→ **EXERCISE OBJECTIVE**
Lines to return, exactly: from the line with "queued scan task" to the line with "fresh v4 id" in the entries below, both included.
☆ ☆ ☆ ☆
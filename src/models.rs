use std::fmt;
use std::str::FromStr;

use chrono::{DateTime, Utc};
use serde::{Deserialize, Serialize};
use thiserror::Error;
use uuid::Uuid;

/// Port state classifications assigned by the scan workers
#[derive(Debug, Copy, Clone, PartialEq, Eq, Serialize, Deserialize)]
pub enum ScanState {
    /// The port accepted our probe (TCP handshake or UDP response)
    Open,
    /// The port actively refused the probe (RST or ICMP unreachable)
    Closed,
    /// No definitive evidence either way, typically a silent packet drop
    Filtered,
    /// UDP-only: no response, which may mean open or filtered
    #[serde(rename = "Open|Filtered")]
    OpenFiltered,
}

impl fmt::Display for ScanState {
    fn fmt(&self, f: &mut fmt::Formatter<'_>) -> fmt::Result {
        match self {
            ScanState::Open => write!(f, "Open"),
            ScanState::Closed => write!(f, "Closed"),
            ScanState::Filtered => write!(f, "Filtered"),
            ScanState::OpenFiltered => write!(f, "Open|Filtered"),
        }
    }
}

impl FromStr for ScanState {
    type Err = String;

    fn from_str(s: &str) -> Result<Self, Self::Err> {
        match s {
            "Open" => Ok(ScanState::Open),
            "Closed" => Ok(ScanState::Closed),
            "Filtered" => Ok(ScanState::Filtered),
            "Open|Filtered" => Ok(ScanState::OpenFiltered),
            _ => Err(format!("invalid scan state: {}", s)),
        }
    }
}

/// Supported scanning strategies
#[derive(Debug, Copy, Clone, Default, PartialEq, Eq, Serialize, Deserialize)]
#[serde(rename_all = "lowercase")]
pub enum ScanMode {
    /// Full TCP three-way handshake plus probe-based service detection
    #[default]
    Connect,
    /// Half-open raw SYN scan, requires root/administrator privileges
    Syn,
    /// UDP datagram probe
    Udp,
}

impl fmt::Display for ScanMode {
    fn fmt(&self, f: &mut fmt::Formatter<'_>) -> fmt::Result {
        match self {
            ScanMode::Connect => write!(f, "connect"),
            ScanMode::Syn => write!(f, "syn"),
            ScanMode::Udp => write!(f, "udp"),
        }
    }
}

impl FromStr for ScanMode {
    type Err = String;

    fn from_str(s: &str) -> Result<Self, Self::Err> {
        match s.to_lowercase().as_str() {
            "connect" => Ok(ScanMode::Connect),
            "syn" => Ok(ScanMode::Syn),
            "udp" => Ok(ScanMode::Udp),
            _ => Err(format!("invalid scan mode: {}", s)),
        }
    }
}

/// A single `(host, port)` probe handed to one worker
#[derive(Debug, Clone, PartialEq, Eq)]
pub struct ScanJob {
    pub host: String,
    pub port: u16,
}

/// Outcome of probing one `(host, port)` pair
///
/// `service` carries the identified service name for open TCP ports, or the
/// raw banner when nothing matched. It stays empty for every non-open state
/// and for SYN/UDP results.
#[derive(Debug, Clone, PartialEq, Eq, Serialize, Deserialize)]
pub struct ScanResult {
    pub host: String,
    pub port: u16,
    pub state: ScanState,
    #[serde(default, skip_serializing_if = "String::is_empty")]
    pub service: String,
}

/// Lifecycle states of a queued scan task
#[derive(Debug, Copy, Clone, PartialEq, Eq, Serialize, Deserialize)]
#[serde(rename_all = "lowercase")]
pub enum TaskStatus {
    Pending,
    Running,
    Completed,
    Failed,
}

impl fmt::Display for TaskStatus {
    fn fmt(&self, f: &mut fmt::Formatter<'_>) -> fmt::Result {
        match self {
            TaskStatus::Pending => write!(f, "pending"),
            TaskStatus::Running => write!(f, "running"),
            TaskStatus::Completed => write!(f, "completed"),
            TaskStatus::Failed => write!(f, "failed"),
        }
    }
}

/// A scan request travelling through the task queue
///
/// One task fans out to `hosts × ports` jobs. `results` is populated only on
/// completion, `error` only on failure; neither field survives the transition
/// to `running`.
#[derive(Debug, Clone, PartialEq, Serialize, Deserialize)]
pub struct ScanTask {
    pub id: Uuid,
    pub status: TaskStatus,
    pub hosts: Vec<String>,
    /// Port range expression, e.g. "22-80"
    pub ports: String,
    pub mode: ScanMode,
    #[serde(default, skip_serializing_if = "Vec::is_empty")]
    pub results: Vec<ScanResult>,
    pub created_at: DateTime<Utc>,
    #[serde(default, skip_serializing_if = "Option::is_none")]
    pub completed_at: Option<DateTime<Utc>>,
    #[serde(default, skip_serializing_if = "String::is_empty")]
    pub error: String,
}

impl ScanTask {
    /// Create a pending task with a fresh v4 id
    pub fn new(hosts: Vec<String>, ports: impl Into<String>, mode: ScanMode) -> Self {
        Self {
            id: Uuid::new_v4(),
            status: TaskStatus::Pending,
            hosts,
            ports: ports.into(),
            mode,
            results: Vec::new(),
            created_at: Utc::now(),
            completed_at: None,
            error: String::new(),
        }
    }

    /// Whether the task has reached a terminal state
    pub fn is_terminal(&self) -> bool {
        matches!(self.status, TaskStatus::Completed | TaskStatus::Failed)
    }
}

/// Error types for port range parsing
#[derive(Error, Debug, PartialEq, Eq)]
pub enum PortRangeError {
    #[error("invalid port range format, use startPort-endPort")]
    InvalidFormat,

    #[error("start port is not a number: {0}")]
    InvalidStart(String),

    #[error("end port is not a number: {0}")]
    InvalidEnd(String),

    #[error("ports must be within 0-65535 range")]
    OutOfRange,

    #[error("start port is greater than end port: {0} > {1}")]
    StartGreaterThanEnd(u16, u16),
}

/// Parse a port range expression of the form `"start-end"`.
///
/// Both sides must be decimal integers within 0-65535 and `start <= end`.
pub fn parse_port_range(expr: &str) -> Result<(u16, u16), PortRangeError> {
    let parts: Vec<&str> = expr.split('-').collect();
    if parts.len() != 2 {
        return Err(PortRangeError::InvalidFormat);
    }

    let start: u32 = parts[0]
        .parse()
        .map_err(|_| PortRangeError::InvalidStart(parts[0].to_string()))?;
    let end: u32 = parts[1]
        .parse()
        .map_err(|_| PortRangeError::InvalidEnd(parts[1].to_string()))?;

    if start > 65535 || end > 65535 {
        return Err(PortRangeError::OutOfRange);
    }
    if start > end {
        return Err(PortRangeError::StartGreaterThanEnd(start as u16, end as u16));
    }

    Ok((start as u16, end as u16))
}

#[cfg(test)]
mod tests {
    use super::*;

    #[test]
    fn parse_valid_range() {
        assert_eq!(parse_port_range("22-80").unwrap(), (22, 80));
        assert_eq!(parse_port_range("0-65535").unwrap(), (0, 65535));
        assert_eq!(parse_port_range("443-443").unwrap(), (443, 443));
    }

    #[test]
    fn parse_rejects_bad_format() {
        assert_eq!(parse_port_range("80").unwrap_err(), PortRangeError::InvalidFormat);
        assert_eq!(parse_port_range("1-2-3").unwrap_err(), PortRangeError::InvalidFormat);
        assert_eq!(
            parse_port_range("abc-20").unwrap_err(),
            PortRangeError::InvalidStart("abc".to_string())
        );
        assert_eq!(
            parse_port_range("20-xyz").unwrap_err(),
            PortRangeError::InvalidEnd("xyz".to_string())
        );
    }

    #[test]
    fn parse_rejects_out_of_range_and_inverted() {
        assert_eq!(parse_port_range("1-70000").unwrap_err(), PortRangeError::OutOfRange);
        assert_eq!(
            parse_port_range("90-80").unwrap_err(),
            PortRangeError::StartGreaterThanEnd(90, 80)
        );
    }

    #[test]
    fn scan_state_wire_format() {
        assert_eq!(serde_json::to_string(&ScanState::Open).unwrap(), "\"Open\"");
        assert_eq!(
            serde_json::to_string(&ScanState::OpenFiltered).unwrap(),
            "\"Open|Filtered\""
        );
        assert_eq!("Open|Filtered".parse::<ScanState>().unwrap(), ScanState::OpenFiltered);
        assert_eq!(ScanState::Filtered.to_string(), "Filtered");
    }

    #[test]
    fn scan_mode_round_trip() {
        for mode in [ScanMode::Connect, ScanMode::Syn, ScanMode::Udp] {
            assert_eq!(mode.to_string().parse::<ScanMode>().unwrap(), mode);
        }
        assert!("xmas".parse::<ScanMode>().is_err());
    }

    #[test]
    fn result_omits_empty_service() {
        let result = ScanResult {
            host: "127.0.0.1".to_string(),
            port: 1,
            state: ScanState::Closed,
            service: String::new(),
        };
        let json = serde_json::to_value(&result).unwrap();
        assert!(json.get("service").is_none());
        assert_eq!(json["state"], "Closed");
    }

    #[test]
    fn task_round_trips_through_json() {
        let mut task = ScanTask::new(
            vec!["127.0.0.1".to_string(), "localhost".to_string()],
            "22-80",
            ScanMode::Connect,
        );
        task.status = TaskStatus::Completed;
        task.completed_at = Some(Utc::now());
        task.results = vec![ScanResult {
            host: "127.0.0.1".to_string(),
            port: 22,
            state: ScanState::Open,
            service: "ssh".to_string(),
        }];

        let encoded = serde_json::to_string(&task).unwrap();
        let decoded: ScanTask = serde_json::from_str(&encoded).unwrap();
        assert_eq!(decoded, task);
    }

    #[test]
    fn pending_task_omits_terminal_fields() {
        let task = ScanTask::new(vec!["127.0.0.1".to_string()], "1-10", ScanMode::Udp);
        let json = serde_json::to_value(&task).unwrap();
        assert_eq!(json["status"], "pending");
        assert_eq!(json["mode"], "udp");
        assert!(json.get("results").is_none());
        assert!(json.get("completed_at").is_none());
        assert!(json.get("error").is_none());
        assert!(!task.is_terminal());
    }
}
☆ ☆ ☆ ☆
→ **RESULT OF THE TASK**
/// Lifecycle states of a queued scan task
#[derive(Debug, Copy, Clone, PartialEq, Eq, Serialize, Deserialize)]
#[serde(rename_all = "lowercase")]
pub enum TaskStatus {
    Pending,
    Running,
    Completed,
    Failed,
}

impl fmt::Display for TaskStatus {
    fn fmt(&self, f: &mut fmt::Formatter<'_>) -> fmt::Result {
        match self {
            TaskStatus::Pending => write!(f, "pending"),
            TaskStatus::Running => write!(f, "running"),
            TaskStatus::Completed => write!(f, "completed"),
            TaskStatus::Failed => write!(f, "failed"),
        }
    }
}

/// A scan request travelling through the task queue
///
/// One task fans out to `hosts × ports` jobs. `results` is populated only on
/// completion, `error` only on failure; neither field survives the transition
/// to `running`.
#[derive(Debug, Clone, PartialEq, Serialize, Deserialize)]
pub struct ScanTask {
    pub id: Uuid,
    pub status: TaskStatus,
    pub hosts: Vec<String>,
    /// Port range expression, e.g. "22-80"
    pub ports: String,
    pub mode: ScanMode,
    #[serde(default, skip_serializing_if = "Vec::is_empty")]
    pub results: Vec<ScanResult>,
    pub created_at: DateTime<Utc>,
    #[serde(default, skip_serializing_if = "Option::is_none")]
    pub completed_at: Option<DateTime<Utc>>,
    #[serde(default, skip_serializing_if = "String::is_empty")]
    pub error: String,
}

impl ScanTask {
    /// Create a pending task with a fresh v4 id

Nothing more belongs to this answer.